→ **About this task**: Copy exactly the lines of the data below that run from the line holding "pub fn store_or_load(&self, key: &str, value: impl" through the line holding "let expires_at = self.config.default_ttl.map(|ttl|", both ends included.
── Data supplied ──
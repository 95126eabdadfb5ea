/********************************************************************************
 * Copyright (c) 2026 Contributors to the Eclipse Foundation
 *
 * See the NOTICE file(s) distributed with this work for additional
 * information regarding copyright ownership.
 *
 * This program and the accompanying materials are made available under the
 * terms of the Apache License Version 2.0 which is available at
 * https://www.apache.org/licenses/LICENSE-2.0
 *
 * SPDX-License-Identifier: Apache-2.0
 ********************************************************************************/

//! Stable `tracing` event names shared by every stage.
//!
//! Events are emitted as `event = events::NAME` fields so log scrapers can match
//! on them without depending on the free-form message text.

pub mod events {
    pub const STAGE_SPAWNED: &str = "stage_spawned";
    pub const STAGE_STARTED: &str = "stage_started";
    pub const STAGE_CLOSED: &str = "stage_closed";
    pub const STAGE_CANCELLED: &str = "stage_cancelled";
    pub const STAGE_ABANDONED: &str = "stage_abandoned";

    pub const FAN_OUT_WORKER_EMITTED: &str = "fan_out_worker_emitted";
    pub const FAN_IN_SOURCE_ADDED: &str = "fan_in_source_added";
    pub const COMBINE_RELAY_FINISHED: &str = "combine_relay_finished";

    pub const HEARTBEAT_PULSE: &str = "heartbeat_pulse";
    pub const HEARTBEAT_PULSE_DROPPED: &str = "heartbeat_pulse_dropped";
    pub const HEARTBEAT_WORK_COMPLETE: &str = "heartbeat_work_complete";
    pub const HEARTBEAT_DEADLINE_EXPIRED: &str = "heartbeat_deadline_expired";
    pub const HEARTBEAT_WAIT_TIMED_OUT: &str = "heartbeat_wait_timed_out";
    pub const HEARTBEAT_CHANNEL_CLOSED: &str = "heartbeat_channel_closed";

    pub const REQUEST_COMPLETE: &str = "request_complete";
    pub const REQUEST_FAILED: &str = "request_failed";
}
// Normalization of the two legacy company schemas into the canonical record
// returned to clients and kept in the resilience cache.

use chrono::{DateTime, FixedOffset, Timelike, Utc};
use serde::{Deserialize, Serialize, Serializer};
use thiserror::Error;

pub const HEADER_V1: &str = "application/x-company-v1";
pub const HEADER_V2: &str = "application/x-company-v2";

const LEGACY_MEDIA_TYPES: [&str; 2] = [HEADER_V1, HEADER_V2];

#[derive(Error, Debug)]
pub enum NormalizationError {
    #[error("malformed upstream body: {0}")]
    MalformedBody(#[from] serde_json::Error),

    #[error("upstream body matches neither legacy schema")]
    UnrecognizedShape,
}

// Data structures for the legacy provider bodies
#[derive(Debug, Clone, Default, PartialEq, Deserialize)]
pub struct V1Company {
    #[serde(default, rename = "cn")]
    pub company_name: Option<String>,
    #[serde(default)]
    pub created_on: Option<String>,
    #[serde(default)]
    pub closed_on: Option<String>,
}

#[derive(Debug, Clone, Default, PartialEq, Deserialize)]
pub struct V2Company {
    #[serde(default)]
    pub company_name: Option<String>,
    #[serde(default, rename = "tin")]
    pub tax_id: Option<String>,
    #[serde(default)]
    pub dissolved_on: Option<String>,
}

impl V1Company {
    fn is_populated(&self) -> bool {
        [&self.company_name, &self.created_on, &self.closed_on]
            .into_iter()
            .any(has_text)
    }
}

impl V2Company {
    fn is_populated(&self) -> bool {
        [&self.company_name, &self.tax_id, &self.dissolved_on]
            .into_iter()
            .any(has_text)
    }
}

fn has_text(field: &Option<String>) -> bool {
    field.as_deref().is_some_and(|s| !s.is_empty())
}

/// The structurally matched legacy shape.
#[derive(Debug, Clone, PartialEq)]
pub enum SchemaVariant {
    V1(V1Company),
    V2(V2Company),
}

impl SchemaVariant {
    /// Parses the body as both shapes and keeps the populated one. V1 is
    /// checked first, so it wins when both populate. A repeated key keeps its
    /// last value.
    pub fn detect(body: &[u8]) -> Result<Self, NormalizationError> {
        let value: serde_json::Value = serde_json::from_slice(body)?;

        let v1 = V1Company::deserialize(&value);
        let v2 = V2Company::deserialize(&value);

        match (v1, v2) {
            (Ok(v1), _) if v1.is_populated() => Ok(SchemaVariant::V1(v1)),
            (_, Ok(v2)) if v2.is_populated() => Ok(SchemaVariant::V2(v2)),
            (Err(e), Err(_)) => Err(NormalizationError::MalformedBody(e)),
            _ => Err(NormalizationError::UnrecognizedShape),
        }
    }

    fn company_name(&self) -> Option<&str> {
        match self {
            SchemaVariant::V1(v1) => v1.company_name.as_deref(),
            SchemaVariant::V2(v2) => v2.company_name.as_deref(),
        }
    }

    fn closing_date(&self) -> Option<&str> {
        match self {
            SchemaVariant::V1(v1) => v1.closed_on.as_deref(),
            SchemaVariant::V2(v2) => v2.dissolved_on.as_deref(),
        }
    }
}

/// Unified company representation, serialized identically for the cache and
/// for the client response.
#[derive(Debug, Clone, Default, PartialEq, Serialize)]
pub struct CanonicalCompanyRecord {
    #[serde(skip_serializing_if = "String::is_empty")]
    pub name: String,

    #[serde(rename = "actived", skip_serializing_if = "Option::is_none")]
    pub active: Option<bool>,

    #[serde(
        skip_serializing_if = "Option::is_none",
        serialize_with = "serialize_rfc3339"
    )]
    pub active_until: Option<DateTime<FixedOffset>>,
}

// Keeps the offset the provider sent, renders UTC as `Z` and drops trailing
// zeros from fractional seconds.
fn format_rfc3339(ts: &DateTime<FixedOffset>) -> String {
    let mut out = ts.format("%Y-%m-%dT%H:%M:%S").to_string();

    let nanos = ts.nanosecond() % 1_000_000_000;
    if nanos > 0 {
        let fraction = format!("{nanos:09}");
        out.push('.');
        out.push_str(fraction.trim_end_matches('0'));
    }

    if ts.offset().local_minus_utc() == 0 {
        out.push('Z');
    } else {
        out.push_str(&ts.format("%:z").to_string());
    }
    out
}

fn serialize_rfc3339<S>(
    value: &Option<DateTime<FixedOffset>>,
    serializer: S,
) -> Result<S::Ok, S::Error>
where
    S: Serializer,
{
    match value {
        Some(ts) => serializer.serialize_str(&format_rfc3339(ts)),
        None => serializer.serialize_none(),
    }
}

impl CanonicalCompanyRecord {
    pub fn from_variant(variant: &SchemaVariant, now: DateTime<Utc>) -> Self {
        let name = variant.company_name().unwrap_or_default().to_string();

        // An unparsable or missing closing date leaves both fields unset.
        match variant
            .closing_date()
            .and_then(|raw| DateTime::parse_from_rfc3339(raw).ok())
        {
            Some(until) => Self {
                name,
                active: Some(until.with_timezone(&Utc) > now),
                active_until: Some(until),
            },
            None => Self {
                name,
                active: None,
                active_until: None,
            },
        }
    }

    pub fn to_json(&self) -> Result<Vec<u8>, serde_json::Error> {
        serde_json::to_vec(self)
    }
}

/// Declared-version gate: at least one Content-Type token must be one of the
/// legacy media types. Independent from the structural detection.
pub fn validate_declared_version<I, S>(content_types: I) -> bool
where
    I: IntoIterator<Item = S>,
    S: AsRef<str>,
{
    content_types.into_iter().any(|value| {
        value
            .as_ref()
            .split(',')
            .map(str::trim)
            .any(|token| LEGACY_MEDIA_TYPES.contains(&token))
    })
}

pub fn normalize(body: &[u8]) -> Result<CanonicalCompanyRecord, NormalizationError> {
    normalize_at(body, Utc::now())
}

// `now` is injected so activity can be checked against a fixed instant.
pub fn normalize_at(
    body: &[u8],
    now: DateTime<Utc>,
) -> Result<CanonicalCompanyRecord, NormalizationError> {
    let variant = SchemaVariant::detect(body)?;
    Ok(CanonicalCompanyRecord::from_variant(&variant, now))
}
// Resilience cache: last known canonical record per company id, used to answer
// when a provider is unreachable.

use std::{
    collections::{BTreeMap, HashSet},
    sync::Arc,
    time::{Duration, Instant},
};

use bytes::Bytes;
use dashmap::{mapref::entry::Entry, DashMap};
use parking_lot::{Mutex, RwLock};
use tokio::task::JoinHandle;
use tracing::debug;

pub const DEFAULT_TTL: Duration = Duration::from_secs(24 * 60 * 60);

#[derive(Debug, Default, Clone, PartialEq, Eq)]
pub struct CacheStats {
    pub items_count: usize,
    pub hit_count: usize,
    pub miss_count: usize,
    pub stored_count: usize,
    pub expired_count: usize,
}

// Cache configuration options
#[derive(Debug, Clone)]
pub struct CacheConfig {
    // `None` (or zero) keeps entries forever
    pub default_ttl: Option<Duration>,
    // `None` (or zero) disables the janitor; expired entries are then swept on access
    pub cleanup_interval: Option<Duration>,
}

impl Default for CacheConfig {
    fn default() -> Self {
        Self {
            default_ttl: Some(DEFAULT_TTL),
            cleanup_interval: None,
        }
    }
}

#[derive(Debug)]
struct CacheEntry {
    value: Bytes,
    expires_at: Option<Instant>,
}

impl CacheEntry {
    fn is_alive(&self, now: Instant) -> bool {
        self.expires_at.map_or(true, |at| now < at)
    }
}

#[derive(Debug)]
pub struct ResilienceCache {
    store: DashMap<String, CacheEntry>,
    config: CacheConfig,
    cache_stats: RwLock<CacheStats>,
    // expiry instant -> keys due at that instant
    expirations: Mutex<BTreeMap<Instant, HashSet<String>>>,
}

impl Default for ResilienceCache {
    fn default() -> Self {
        Self::new(CacheConfig::default())
    }
}

impl ResilienceCache {
    pub fn new(config: CacheConfig) -> Self {
        let config = CacheConfig {
            default_ttl: config.default_ttl.filter(|ttl| !ttl.is_zero()),
            cleanup_interval: config.cleanup_interval.filter(|every| !every.is_zero()),
        };

        Self {
            store: DashMap::new(),
            config,
            cache_stats: RwLock::new(CacheStats::default()),
            expirations: Mutex::new(BTreeMap::new()),
        }
    }

    pub fn config(&self) -> &CacheConfig {
        &self.config
    }

    fn sweeps_on_access(&self) -> bool {
        self.config.cleanup_interval.is_none()
    }

    /// Returns the live value for `key` with `true`, or stores `value` with the
    /// default TTL and returns it with `false`. A live entry is never
    /// overwritten; the check and the insert happen under the same shard lock.
    pub fn store_or_load(&self, key: &str, value: impl Into<Bytes>) -> (Bytes, bool) {
        if self.sweeps_on_access() {
            self.delete_expired();
        }

        let value = value.into();
        let now = Instant::now();
        let expires_at = self.config.default_ttl.map(|ttl| now + ttl);

        let (effective, loaded) = match self.store.entry(key.to_string()) {
            Entry::Occupied(mut occupied) => {
                if occupied.get().is_alive(now) {
                    (occupied.get().value.clone(), true)
                } else {
                    occupied.insert(CacheEntry {
                        value: value.clone(),
                        expires_at,
                    });
                    (value, false)
                }
            }
            Entry::Vacant(vacant) => {
                vacant.insert(CacheEntry {
                    value: value.clone(),
                    expires_at,
                });
                (value, false)
            }
        };

        if loaded {
            self.cache_stats.write().hit_count += 1;
        } else {
            if let Some(at) = expires_at {
                self.expirations
                    .lock()
                    .entry(at)
                    .or_default()
                    .insert(key.to_string());
            }
            self.cache_stats.write().stored_count += 1;
        }

        (effective, loaded)
    }

    /// Setup helper: stores or loads and hands the cache back. The hit/miss
    /// outcome is discarded.
    pub fn chain_store_or_load(self, key: &str, value: impl Into<Bytes>) -> Self {
        self.store_or_load(key, value);
        self
    }

    /// Live value for `key`, if any. Never writes.
    pub fn get(&self, key: &str) -> Option<Bytes> {
        if self.sweeps_on_access() {
            self.delete_expired();
        }

        let now = Instant::now();
        let found = self
            .store
            .get(key)
            .filter(|entry| entry.is_alive(now))
            .map(|entry| entry.value.clone());

        let mut stats = self.cache_stats.write();
        if found.is_some() {
            stats.hit_count += 1;
        } else {
            stats.miss_count += 1;
        }

        found
    }

    /// Purges every entry whose expiry has passed and returns how many were
    /// removed.
    pub fn delete_expired(&self) -> usize {
        let now = Instant::now();

        let due = {
            let mut expirations = self.expirations.lock();
            let pending = expirations.split_off(&now);
            std::mem::replace(&mut *expirations, pending)
        };

        let mut removed = 0;
        for (at, keys) in due {
            for key in keys {
                // the key may have been stored again with a later expiry
                if self
                    .store
                    .remove_if(&key, |_, entry| entry.expires_at == Some(at))
                    .is_some()
                {
                    removed += 1;
                }
            }
        }

        if removed > 0 {
            self.cache_stats.write().expired_count += removed;
        }

        removed
    }

    pub fn len(&self) -> usize {
        self.store.len()
    }

    pub fn is_empty(&self) -> bool {
        self.store.is_empty()
    }

    pub fn stats(&self) -> CacheStats {
        let mut stats = self.cache_stats.read().clone();
        stats.items_count = self.store.len();
        stats
    }

    /// Starts the periodic sweep when a cleanup interval is configured. The
    /// task ends once the last strong reference to the cache is gone.
    pub fn spawn_janitor(self: &Arc<Self>) -> Option<JoinHandle<()>> {
        let every = self.config.cleanup_interval?;
        let cache = Arc::downgrade(self);

        Some(tokio::spawn(async move {
            let mut ticker = tokio::time::interval(every);
            // first tick completes immediately
            ticker.tick().await;

            loop {
                ticker.tick().await;

                let Some(live) = cache.upgrade() else {
                    break;
                };

                let purged = live.delete_expired();
                if purged > 0 {
                    debug!(purged, "janitor purged expired cache entries");
                }
            }
        }))
    }
}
───
→ **Response area**:
    pub fn store_or_load(&self, key: &str, value: impl Into<Bytes>) -> (Bytes, bool) {
        if self.sweeps_on_access() {
            self.delete_expired();
        }

        let value = value.into();
        let now = Instant::now();
        let expires_at = self.config.default_ttl.map(|ttl| now + ttl);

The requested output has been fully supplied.